=== Section Start ===
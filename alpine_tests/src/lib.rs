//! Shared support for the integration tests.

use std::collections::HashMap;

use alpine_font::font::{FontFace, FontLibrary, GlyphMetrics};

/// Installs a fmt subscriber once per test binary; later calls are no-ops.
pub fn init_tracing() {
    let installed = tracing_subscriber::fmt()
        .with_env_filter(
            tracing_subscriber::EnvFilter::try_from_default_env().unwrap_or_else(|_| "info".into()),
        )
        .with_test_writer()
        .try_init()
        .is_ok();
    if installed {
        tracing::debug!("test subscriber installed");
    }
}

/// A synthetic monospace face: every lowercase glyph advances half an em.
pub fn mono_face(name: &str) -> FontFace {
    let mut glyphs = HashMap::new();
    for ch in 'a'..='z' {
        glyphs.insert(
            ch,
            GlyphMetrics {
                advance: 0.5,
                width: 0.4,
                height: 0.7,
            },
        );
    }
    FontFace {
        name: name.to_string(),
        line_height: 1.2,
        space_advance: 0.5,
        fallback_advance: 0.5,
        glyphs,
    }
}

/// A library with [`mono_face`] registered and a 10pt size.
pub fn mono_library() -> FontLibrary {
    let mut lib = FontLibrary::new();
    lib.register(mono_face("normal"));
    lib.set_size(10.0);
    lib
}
=== Section End ===
=== Section Start ===
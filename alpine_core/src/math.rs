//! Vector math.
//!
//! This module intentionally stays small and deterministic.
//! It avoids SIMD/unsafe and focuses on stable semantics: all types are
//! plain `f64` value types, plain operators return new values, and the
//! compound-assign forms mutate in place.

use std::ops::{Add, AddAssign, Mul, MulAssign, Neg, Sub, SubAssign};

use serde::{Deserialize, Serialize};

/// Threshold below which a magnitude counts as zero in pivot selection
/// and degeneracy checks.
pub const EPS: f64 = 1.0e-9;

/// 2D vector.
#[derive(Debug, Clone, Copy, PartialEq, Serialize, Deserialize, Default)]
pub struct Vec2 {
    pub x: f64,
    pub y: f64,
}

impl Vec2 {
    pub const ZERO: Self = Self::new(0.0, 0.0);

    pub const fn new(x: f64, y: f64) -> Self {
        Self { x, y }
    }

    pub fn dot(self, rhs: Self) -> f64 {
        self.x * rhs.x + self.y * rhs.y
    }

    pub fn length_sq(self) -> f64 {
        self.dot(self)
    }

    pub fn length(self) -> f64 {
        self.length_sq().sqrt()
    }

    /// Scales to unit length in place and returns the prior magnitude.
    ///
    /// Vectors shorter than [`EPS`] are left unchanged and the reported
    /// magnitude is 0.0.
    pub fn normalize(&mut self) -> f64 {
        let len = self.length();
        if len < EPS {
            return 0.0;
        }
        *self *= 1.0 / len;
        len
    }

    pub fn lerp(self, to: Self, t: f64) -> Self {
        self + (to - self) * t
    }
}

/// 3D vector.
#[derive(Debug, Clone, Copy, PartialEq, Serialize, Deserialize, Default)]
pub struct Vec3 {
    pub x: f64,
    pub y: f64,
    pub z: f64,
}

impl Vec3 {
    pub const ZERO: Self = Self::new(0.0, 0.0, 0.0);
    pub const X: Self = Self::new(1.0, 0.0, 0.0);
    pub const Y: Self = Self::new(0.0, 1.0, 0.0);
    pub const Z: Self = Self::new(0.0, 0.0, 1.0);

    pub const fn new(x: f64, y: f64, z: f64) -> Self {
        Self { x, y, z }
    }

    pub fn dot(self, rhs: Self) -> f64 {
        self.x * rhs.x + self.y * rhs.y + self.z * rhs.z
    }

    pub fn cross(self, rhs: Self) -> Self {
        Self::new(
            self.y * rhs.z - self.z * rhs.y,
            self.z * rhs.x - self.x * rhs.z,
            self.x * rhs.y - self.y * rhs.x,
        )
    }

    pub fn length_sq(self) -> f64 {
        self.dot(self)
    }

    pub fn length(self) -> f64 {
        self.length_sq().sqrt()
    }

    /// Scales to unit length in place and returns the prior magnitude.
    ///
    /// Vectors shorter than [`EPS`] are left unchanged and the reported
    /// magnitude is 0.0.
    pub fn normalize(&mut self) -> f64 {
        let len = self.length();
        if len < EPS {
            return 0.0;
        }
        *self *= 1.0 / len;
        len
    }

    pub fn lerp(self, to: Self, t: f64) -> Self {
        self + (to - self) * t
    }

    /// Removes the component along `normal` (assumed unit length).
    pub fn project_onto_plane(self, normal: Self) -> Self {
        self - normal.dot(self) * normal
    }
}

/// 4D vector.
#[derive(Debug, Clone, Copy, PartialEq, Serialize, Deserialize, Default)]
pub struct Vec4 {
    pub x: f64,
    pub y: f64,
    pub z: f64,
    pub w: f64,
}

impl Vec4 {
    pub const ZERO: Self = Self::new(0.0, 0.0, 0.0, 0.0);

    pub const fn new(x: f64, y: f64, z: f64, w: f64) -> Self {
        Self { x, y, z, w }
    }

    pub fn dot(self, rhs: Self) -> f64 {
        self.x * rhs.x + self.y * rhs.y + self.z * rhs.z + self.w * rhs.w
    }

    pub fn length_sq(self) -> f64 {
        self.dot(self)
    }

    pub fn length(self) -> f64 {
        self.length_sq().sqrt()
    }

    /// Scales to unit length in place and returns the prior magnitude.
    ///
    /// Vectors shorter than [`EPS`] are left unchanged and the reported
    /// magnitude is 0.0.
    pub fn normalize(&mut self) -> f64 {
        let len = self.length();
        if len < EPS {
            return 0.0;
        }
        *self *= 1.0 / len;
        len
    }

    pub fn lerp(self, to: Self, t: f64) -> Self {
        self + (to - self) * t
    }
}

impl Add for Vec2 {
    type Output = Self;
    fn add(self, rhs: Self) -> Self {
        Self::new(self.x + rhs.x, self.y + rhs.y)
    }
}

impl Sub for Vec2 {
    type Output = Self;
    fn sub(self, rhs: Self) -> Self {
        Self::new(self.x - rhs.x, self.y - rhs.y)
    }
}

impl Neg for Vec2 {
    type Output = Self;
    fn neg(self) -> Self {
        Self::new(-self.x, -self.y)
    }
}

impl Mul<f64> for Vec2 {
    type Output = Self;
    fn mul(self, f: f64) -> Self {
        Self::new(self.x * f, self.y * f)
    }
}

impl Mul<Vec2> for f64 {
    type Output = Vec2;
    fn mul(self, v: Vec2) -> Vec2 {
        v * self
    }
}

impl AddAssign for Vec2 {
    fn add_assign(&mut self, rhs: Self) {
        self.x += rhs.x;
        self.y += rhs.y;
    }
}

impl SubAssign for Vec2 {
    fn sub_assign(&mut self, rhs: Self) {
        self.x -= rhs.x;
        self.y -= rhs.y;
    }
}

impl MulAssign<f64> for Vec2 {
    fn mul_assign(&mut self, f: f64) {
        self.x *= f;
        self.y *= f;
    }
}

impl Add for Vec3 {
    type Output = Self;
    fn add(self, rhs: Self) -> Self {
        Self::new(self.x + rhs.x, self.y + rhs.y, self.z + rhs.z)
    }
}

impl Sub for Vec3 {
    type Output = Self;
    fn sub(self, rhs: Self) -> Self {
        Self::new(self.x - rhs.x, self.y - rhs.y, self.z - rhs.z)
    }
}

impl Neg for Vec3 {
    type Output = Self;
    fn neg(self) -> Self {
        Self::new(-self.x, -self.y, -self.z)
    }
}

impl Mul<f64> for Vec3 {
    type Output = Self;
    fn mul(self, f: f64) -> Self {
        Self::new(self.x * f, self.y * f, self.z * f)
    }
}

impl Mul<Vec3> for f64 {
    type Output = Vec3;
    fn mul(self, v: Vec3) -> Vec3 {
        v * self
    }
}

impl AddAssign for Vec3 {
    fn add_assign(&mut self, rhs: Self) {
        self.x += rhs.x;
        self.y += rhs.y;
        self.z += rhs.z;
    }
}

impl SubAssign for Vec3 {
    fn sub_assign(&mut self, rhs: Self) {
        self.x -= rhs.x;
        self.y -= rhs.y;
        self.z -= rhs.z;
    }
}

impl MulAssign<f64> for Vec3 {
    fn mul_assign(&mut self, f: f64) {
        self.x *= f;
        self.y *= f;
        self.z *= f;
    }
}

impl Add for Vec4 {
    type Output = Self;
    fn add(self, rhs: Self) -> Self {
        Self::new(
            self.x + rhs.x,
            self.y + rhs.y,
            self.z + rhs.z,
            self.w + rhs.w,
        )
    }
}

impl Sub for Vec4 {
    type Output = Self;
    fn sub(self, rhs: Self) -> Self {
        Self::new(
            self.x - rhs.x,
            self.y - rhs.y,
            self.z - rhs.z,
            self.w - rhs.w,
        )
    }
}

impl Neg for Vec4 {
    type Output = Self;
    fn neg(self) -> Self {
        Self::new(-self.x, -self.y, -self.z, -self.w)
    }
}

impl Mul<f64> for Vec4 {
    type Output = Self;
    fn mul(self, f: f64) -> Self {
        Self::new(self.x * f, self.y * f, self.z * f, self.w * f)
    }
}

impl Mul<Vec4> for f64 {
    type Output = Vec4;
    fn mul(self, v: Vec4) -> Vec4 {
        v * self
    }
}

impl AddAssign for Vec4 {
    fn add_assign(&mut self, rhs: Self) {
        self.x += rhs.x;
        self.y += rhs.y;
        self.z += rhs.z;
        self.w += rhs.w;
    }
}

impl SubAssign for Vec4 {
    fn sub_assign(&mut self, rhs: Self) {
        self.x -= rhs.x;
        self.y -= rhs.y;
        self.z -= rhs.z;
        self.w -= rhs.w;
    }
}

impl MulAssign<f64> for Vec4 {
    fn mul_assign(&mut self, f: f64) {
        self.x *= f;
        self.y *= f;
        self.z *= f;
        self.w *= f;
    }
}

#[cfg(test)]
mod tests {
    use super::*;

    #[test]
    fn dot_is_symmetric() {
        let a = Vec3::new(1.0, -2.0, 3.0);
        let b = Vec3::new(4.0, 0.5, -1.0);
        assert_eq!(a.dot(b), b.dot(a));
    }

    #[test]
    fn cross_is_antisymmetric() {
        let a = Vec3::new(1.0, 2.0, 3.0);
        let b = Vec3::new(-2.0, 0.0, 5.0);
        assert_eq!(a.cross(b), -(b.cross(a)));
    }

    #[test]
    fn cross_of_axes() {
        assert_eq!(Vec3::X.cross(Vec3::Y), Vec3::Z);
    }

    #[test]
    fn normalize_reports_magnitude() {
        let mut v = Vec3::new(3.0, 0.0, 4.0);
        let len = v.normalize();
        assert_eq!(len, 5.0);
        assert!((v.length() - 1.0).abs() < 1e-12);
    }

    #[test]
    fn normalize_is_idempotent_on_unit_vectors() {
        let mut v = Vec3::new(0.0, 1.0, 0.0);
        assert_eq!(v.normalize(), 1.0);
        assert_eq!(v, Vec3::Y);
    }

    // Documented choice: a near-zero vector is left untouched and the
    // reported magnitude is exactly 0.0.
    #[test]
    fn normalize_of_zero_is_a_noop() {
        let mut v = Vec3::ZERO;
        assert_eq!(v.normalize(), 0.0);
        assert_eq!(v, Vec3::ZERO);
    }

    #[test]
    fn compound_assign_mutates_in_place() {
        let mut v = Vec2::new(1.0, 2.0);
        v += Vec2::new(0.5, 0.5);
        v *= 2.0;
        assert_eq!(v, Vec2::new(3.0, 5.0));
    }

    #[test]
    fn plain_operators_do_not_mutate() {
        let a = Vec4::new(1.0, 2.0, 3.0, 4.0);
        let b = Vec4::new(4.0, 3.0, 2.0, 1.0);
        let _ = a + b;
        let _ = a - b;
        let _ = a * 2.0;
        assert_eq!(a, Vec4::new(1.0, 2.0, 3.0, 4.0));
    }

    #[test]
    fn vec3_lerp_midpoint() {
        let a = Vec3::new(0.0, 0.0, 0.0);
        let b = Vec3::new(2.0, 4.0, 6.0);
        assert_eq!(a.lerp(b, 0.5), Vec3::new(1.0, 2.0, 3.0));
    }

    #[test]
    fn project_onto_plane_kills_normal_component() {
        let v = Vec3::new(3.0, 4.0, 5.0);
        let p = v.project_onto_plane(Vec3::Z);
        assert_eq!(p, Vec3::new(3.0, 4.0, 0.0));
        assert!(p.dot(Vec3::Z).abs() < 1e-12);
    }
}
=== Section End ===
=== Section Start ===
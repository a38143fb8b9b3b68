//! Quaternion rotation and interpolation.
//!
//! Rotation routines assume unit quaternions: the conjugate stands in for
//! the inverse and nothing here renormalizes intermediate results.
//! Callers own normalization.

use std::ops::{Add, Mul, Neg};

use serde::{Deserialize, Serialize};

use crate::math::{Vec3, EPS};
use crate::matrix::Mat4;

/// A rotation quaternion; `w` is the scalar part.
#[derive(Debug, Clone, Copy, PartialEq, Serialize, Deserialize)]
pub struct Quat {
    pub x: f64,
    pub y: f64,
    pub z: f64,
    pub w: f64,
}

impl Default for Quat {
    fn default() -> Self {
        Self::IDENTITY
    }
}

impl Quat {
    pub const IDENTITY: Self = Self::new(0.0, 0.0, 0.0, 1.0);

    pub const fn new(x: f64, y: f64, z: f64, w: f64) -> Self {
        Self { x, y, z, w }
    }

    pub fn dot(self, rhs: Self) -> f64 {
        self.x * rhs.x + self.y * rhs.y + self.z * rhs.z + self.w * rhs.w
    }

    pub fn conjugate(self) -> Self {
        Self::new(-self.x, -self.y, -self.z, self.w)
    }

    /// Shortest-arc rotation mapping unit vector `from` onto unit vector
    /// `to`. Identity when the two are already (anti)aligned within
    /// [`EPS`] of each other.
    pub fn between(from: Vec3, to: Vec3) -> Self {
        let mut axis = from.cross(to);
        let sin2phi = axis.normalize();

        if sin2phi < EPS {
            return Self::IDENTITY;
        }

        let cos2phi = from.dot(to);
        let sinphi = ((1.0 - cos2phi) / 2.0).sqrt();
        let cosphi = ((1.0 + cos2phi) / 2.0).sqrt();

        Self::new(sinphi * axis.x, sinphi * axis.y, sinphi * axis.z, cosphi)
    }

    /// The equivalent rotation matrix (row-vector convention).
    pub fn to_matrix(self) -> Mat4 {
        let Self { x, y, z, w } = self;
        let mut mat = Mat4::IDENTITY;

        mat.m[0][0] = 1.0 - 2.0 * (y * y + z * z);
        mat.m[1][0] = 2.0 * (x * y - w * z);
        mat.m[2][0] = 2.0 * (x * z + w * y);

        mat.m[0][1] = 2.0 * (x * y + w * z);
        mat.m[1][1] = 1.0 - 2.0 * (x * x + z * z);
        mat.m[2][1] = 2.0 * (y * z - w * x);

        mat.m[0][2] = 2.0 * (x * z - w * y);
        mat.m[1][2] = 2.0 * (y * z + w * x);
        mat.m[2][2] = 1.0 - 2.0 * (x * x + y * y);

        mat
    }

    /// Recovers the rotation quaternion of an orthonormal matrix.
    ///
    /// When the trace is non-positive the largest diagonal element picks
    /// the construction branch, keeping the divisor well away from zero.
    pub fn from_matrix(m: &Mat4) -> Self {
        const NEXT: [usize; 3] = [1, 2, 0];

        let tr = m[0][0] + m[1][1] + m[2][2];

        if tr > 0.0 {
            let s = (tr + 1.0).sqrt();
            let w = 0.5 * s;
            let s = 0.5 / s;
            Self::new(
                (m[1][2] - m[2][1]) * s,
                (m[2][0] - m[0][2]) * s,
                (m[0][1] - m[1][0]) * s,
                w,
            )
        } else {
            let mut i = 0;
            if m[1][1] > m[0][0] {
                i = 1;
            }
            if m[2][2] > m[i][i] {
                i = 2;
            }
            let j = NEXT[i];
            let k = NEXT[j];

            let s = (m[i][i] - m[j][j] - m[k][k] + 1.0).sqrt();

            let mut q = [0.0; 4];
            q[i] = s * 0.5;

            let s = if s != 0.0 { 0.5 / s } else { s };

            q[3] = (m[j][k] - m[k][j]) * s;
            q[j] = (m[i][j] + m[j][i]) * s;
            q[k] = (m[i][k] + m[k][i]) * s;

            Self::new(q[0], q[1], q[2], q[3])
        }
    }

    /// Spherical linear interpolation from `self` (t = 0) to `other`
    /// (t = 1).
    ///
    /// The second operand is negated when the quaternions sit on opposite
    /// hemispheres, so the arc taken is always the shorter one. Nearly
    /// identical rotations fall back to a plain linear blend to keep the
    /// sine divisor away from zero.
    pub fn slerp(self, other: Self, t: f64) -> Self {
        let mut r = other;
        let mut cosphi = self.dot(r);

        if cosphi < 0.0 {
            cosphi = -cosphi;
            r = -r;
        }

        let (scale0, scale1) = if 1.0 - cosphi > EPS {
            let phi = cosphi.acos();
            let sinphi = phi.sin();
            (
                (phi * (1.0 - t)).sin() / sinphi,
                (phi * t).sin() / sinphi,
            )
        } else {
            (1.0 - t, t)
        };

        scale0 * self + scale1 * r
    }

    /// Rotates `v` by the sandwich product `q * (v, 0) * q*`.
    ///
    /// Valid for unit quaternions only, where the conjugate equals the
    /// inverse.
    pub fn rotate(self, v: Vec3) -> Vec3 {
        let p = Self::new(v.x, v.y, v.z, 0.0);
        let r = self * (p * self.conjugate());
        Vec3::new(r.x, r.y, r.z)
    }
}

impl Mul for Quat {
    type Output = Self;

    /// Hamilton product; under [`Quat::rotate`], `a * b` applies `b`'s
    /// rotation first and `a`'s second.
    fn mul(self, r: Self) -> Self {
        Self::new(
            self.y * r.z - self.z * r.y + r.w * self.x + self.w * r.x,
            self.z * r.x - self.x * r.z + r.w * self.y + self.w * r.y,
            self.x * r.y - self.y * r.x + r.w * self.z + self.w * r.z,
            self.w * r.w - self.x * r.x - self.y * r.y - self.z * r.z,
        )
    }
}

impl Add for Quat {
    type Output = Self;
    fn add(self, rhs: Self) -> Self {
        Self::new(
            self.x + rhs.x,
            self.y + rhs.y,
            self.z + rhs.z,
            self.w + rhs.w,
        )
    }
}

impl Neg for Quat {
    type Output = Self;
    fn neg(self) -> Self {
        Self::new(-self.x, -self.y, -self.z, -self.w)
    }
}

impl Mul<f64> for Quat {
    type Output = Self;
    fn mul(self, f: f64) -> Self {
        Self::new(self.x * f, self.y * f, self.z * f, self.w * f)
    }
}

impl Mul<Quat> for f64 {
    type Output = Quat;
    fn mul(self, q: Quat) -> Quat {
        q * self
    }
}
=== Section End ===
The response consists of the lines above that contain "cosphi".

        let cosphi = ((1.0 + cos2phi) / 2.0).sqrt();
        Self::new(sinphi * axis.x, sinphi * axis.y, sinphi * axis.z, cosphi)
        let mut cosphi = self.dot(r);
        if cosphi < 0.0 {
            cosphi = -cosphi;
        let (scale0, scale1) = if 1.0 - cosphi > EPS {
            let phi = cosphi.acos();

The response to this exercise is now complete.